O ilustre Príncipe da Igreja escrevera anteriormente uma série de comentários referentes à Instrução do Santo Ofício sobre arte sacra, de 30 de junho de 1952 ( reproduzida em CATOLICISMO, nº 21, setembro de 1952 ), que chamaram a atenção dos teólogos e dos especialistas e foram divulgados pela imprensa de quase todos os países. CATOLICISMO estampou dois desses artigos em seus nos. 22 e 23, de outubro e novembro daquele ano

Parece-nos entretanto ainda muito maior a repercussão que está tendo o artigo que Sua Eminência publicou na mesma revista "Fede e Arte" em maio pp.. Trata-se de um grande e riquíssimo trabalho, que vem ilustrado por farta documentação, e ocupa as 31 paginas do fascículo. Gostaríamos de o reproduzir na íntegra. Mas como a natureza e o porte material de nossa folha não o permitem, desejamos pelo menos proporcionar a nossos leitores, não só uma visão de conjunto desse monumental trabalho, como também o conhecimento dos seus trechos mais oportunos para o Brasil.

"A nova heresia iconográfica"

A revista "Fede e Arte" condensou nos seguintes termos o artigo, cujo titulo é "A nova heresia iconográfica":

"O Emmo. Autor trata da heresia iconográfica, documentando-a com a reprodução, ao menos parcial e sumaria, dos horrores iconográficos de uma certa e assim chamada arte modernista, que quereria se impor a todo preço, a despeito da atitude categórica que o Magistério da Igreja sempre teve a este respeito. Nada se deve encontrar no templo - escreveu S. Pio X no motu próprio "Tra le sollecitudine", de 23 de novembro de 1903 - que perturbe ou diminua a piedade e devoção dos fiéis, nada que constitua motivo razoável de enfado ou escândalo nada sobretudo que seja indigno da casa de oração e da majestade de Deus.

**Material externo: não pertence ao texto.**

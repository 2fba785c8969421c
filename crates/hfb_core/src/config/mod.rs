//! Referee configuration
//!
//! Every tunable constant of the rules lives in [`RefereeConfig`]. Values can
//! come from a preset, from an environment-selected profile or from a JSON or
//! YAML file; partial files fill the missing fields from the defaults.
//!
//! ## Sections
//!
//! | Section | Description |
//! |---------|-------------|
//! | clock | Tick rate, regulation, hike/kick/stall clocks |
//! | down | Yards to gain, scrimmage distances, interception geometry |
//! | penalties | Penalty yardage, red-zone escalation |
//! | tackle | Contact radius, touches to tackle, fumbles |
//! | crowding | Anti-stalling zone and threshold |
//! | kicks | Kickoff, punt, field goal and extra point layout |
//! | scoring | Points and post-score delays |
//!
//! ## Usage
//!
//! ```rust
//! use hfb_core::config::RefereeConfig;
//!
//! // Default rules
//! let config = RefereeConfig::default();
//!
//! // Casual preset (longer clocks, harder to tackle)
//! let casual = RefereeConfig::casual();
//!
//! // From environment variable
//! let from_env = RefereeConfig::from_env_or_default();
//! # assert!(config.validate().is_ok() && casual.validate().is_ok() && from_env.validate().is_ok());
//! ```
//!
//! ## Environment Variables
//!
//! - `HFB_RULES_PROFILE`: Select preset (casual, competitive, default)

pub mod rules;

use serde::{Deserialize, Serialize};
use std::env;
use std::fs;
use std::path::Path;

use crate::error::ConfigError;

pub use rules::{
    ClockRules, CrowdingRules, DownRules, KickRules, PenaltyRules, ScoringRules, TackleRules,
};

/// Environment variable naming the rules preset
pub const PROFILE_ENV_VAR: &str = "HFB_RULES_PROFILE";

/// Complete rule set of a referee
#[derive(Debug, Clone, PartialEq, Serialize, Deserialize)]
#[serde(default)]
pub struct RefereeConfig {
    pub clock: ClockRules,
    pub down: DownRules,
    pub penalties: PenaltyRules,
    pub tackle: TackleRules,
    pub crowding: CrowdingRules,
    pub kicks: KickRules,
    pub scoring: ScoringRules,
    /// Seed of the fumble and formation RNG
    pub seed: u64,
}

impl Default for RefereeConfig {
    fn default() -> Self {
        Self {
            clock: ClockRules::default(),
            down: DownRules::default(),
            penalties: PenaltyRules::default(),
            tackle: TackleRules::default(),
            crowding: CrowdingRules::default(),
            kicks: KickRules::default(),
            scoring: ScoringRules::default(),
            seed: 0x4846_4252,
        }
    }
}

impl RefereeConfig {
    /// Casual preset - longer clocks, harder to bring a runner down, fewer fumbles
    pub fn casual() -> Self {
        Self {
            clock: ClockRules {
                hike_clock_ms: 20_000,
                blitz_delay_ms: 15_000,
                ..ClockRules::default()
            },
            tackle: TackleRules {
                touches_to_tackle_runner: 5, // Runners shrug off arm tackles
                touches_to_tackle_quarterback: 3,
                fumble_chance: 0.5,
                ..TackleRules::default()
            },
            crowding: CrowdingRules {
                threshold_ms: 4_000,
                ..CrowdingRules::default()
            },
            ..Self::default()
        }
    }

    /// Competitive preset - short clocks, strict crowding
    pub fn competitive() -> Self {
        Self {
            clock: ClockRules {
                hike_clock_ms: 12_000,
                blitz_delay_ms: 10_000,
                ..ClockRules::default()
            },
            crowding: CrowdingRules {
                threshold_ms: 2_500,
                ..CrowdingRules::default()
            },
            penalties: PenaltyRules {
                max_red_zone_penalties: 2,
                ..PenaltyRules::default()
            },
            ..Self::default()
        }
    }

    /// Preset by name (`default`, `casual`, `competitive`).
    pub fn preset(name: &str) -> Option<Self> {
        match name.trim().to_lowercase().as_str() {
            "" | "default" => Some(Self::default()),
            "casual" => Some(Self::casual()),
            "competitive" => Some(Self::competitive()),
            _ => None,
        }
    }

    /// Load from environment variable HFB_RULES_PROFILE or use default
    pub fn from_env_or_default() -> Self {
        let profile = env::var(PROFILE_ENV_VAR).unwrap_or_default();
        Self::preset(&profile).unwrap_or_default()
    }

    pub fn from_json_str(json: &str) -> Result<Self, ConfigError> {
        let config: Self = serde_json::from_str(json)?;
        config.validate()?;
        Ok(config)
    }

    pub fn from_yaml_str(yaml: &str) -> Result<Self, ConfigError> {
        let config: Self = serde_yaml::from_str(yaml)?;
        config.validate()?;
        Ok(config)
    }

    /// Reads a `.json`, `.yaml` or `.yml` rules file.
    pub fn load(path: impl AsRef<Path>) -> Result<Self, ConfigError> {
        let path = path.as_ref();
        let text = fs::read_to_string(path)?;

        match path.extension().and_then(|e| e.to_str()).map(str::to_lowercase).as_deref() {
            Some("json") => Self::from_json_str(&text),
            Some("yaml") | Some("yml") => Self::from_yaml_str(&text),
            other => Err(ConfigError::UnknownFormat(other.unwrap_or("").to_string())),
        }
    }

    /// Rejects rule sets the referee cannot run with.
    pub fn validate(&self) -> Result<(), ConfigError> {
        if self.clock.tick_rate_hz == 0 {
            return Err(ConfigError::invalid("clock.tick_rate_hz", "must be positive"));
        }
        if !(1..=50).contains(&self.down.yards_to_gain) {
            return Err(ConfigError::invalid("down.yards_to_gain", "must be within 1..=50"));
        }
        if !(1..=50).contains(&self.down.conversion_distance) {
            return Err(ConfigError::invalid(
                "down.conversion_distance",
                "must be within 1..=50",
            ));
        }
        if self.tackle.touches_to_tackle_runner == 0 || self.tackle.touches_to_tackle_quarterback == 0
        {
            return Err(ConfigError::invalid("tackle", "touches to tackle must be at least 1"));
        }
        if !(0.0..=1.0).contains(&self.tackle.fumble_chance) {
            return Err(ConfigError::invalid("tackle.fumble_chance", "must be within 0.0..=1.0"));
        }
        if self.tackle.contact_radius < 0.0 {
            return Err(ConfigError::invalid("tackle.contact_radius", "must not be negative"));
        }
        if self.penalties.max_red_zone_penalties == 0 {
            return Err(ConfigError::invalid(
                "penalties.max_red_zone_penalties",
                "must be at least 1",
            ));
        }
        for (field, yards) in [
            ("kicks.touchback_yard_line", self.kicks.touchback_yard_line),
            ("kicks.safety_kick_yard_line", self.kicks.safety_kick_yard_line),
            ("kicks.kickoff_out_of_bounds_yard_line", self.kicks.kickoff_out_of_bounds_yard_line),
            ("kicks.extra_point_yard_line", self.kicks.extra_point_yard_line),
        ] {
            if !(1..=50).contains(&yards) {
                return Err(ConfigError::invalid(field, "must be a yard line within 1..=50"));
            }
        }
        Ok(())
    }

    /// Duration of one host tick in milliseconds.
    pub fn tick_ms(&self) -> f64 {
        1000.0 / self.clock.tick_rate_hz.max(1) as f64
    }

    /// Converts a duration to a number of host ticks (rounded up).
    pub fn ms_to_ticks(&self, ms: u64) -> u32 {
        let rate = self.clock.tick_rate_hz.max(1) as u64;
        ((ms * rate).div_ceil(1000)) as u32
    }
}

"Ora, alguns artistas, em lugar de se elevar até Deus, fonte do bem e da beleza, para dessa altura projetar um facho luminoso de formosura e virtude sobre as criaturas, depravam a natureza, e particularmente a figura humana, tornando-a vil e odiosa: pior ainda, esses novos maniqueus atiram a lama de sua heresia satânica sobre as imagens adoráveis de Cristo, da Virgem e dos Santos. Diversos artistas agem provavelmente sem um conhecimento consciente da heresia maniquéia, mas de fato eles são atenazados dentro de suas espirais. É pois necessário, insiste ainda o Príncipe da Igreja, que seja derrotada a tese da feiúra, que se respeite a iconografia litúrgica, que a função e o caráter da arte sacra sejam por toda a parte conhecidos e acatados, que se evitem escândalos nessa matéria obviando-se a influência exercida sobre os artistas por certa crítica movida por intuitos blasfemos ou comerciais.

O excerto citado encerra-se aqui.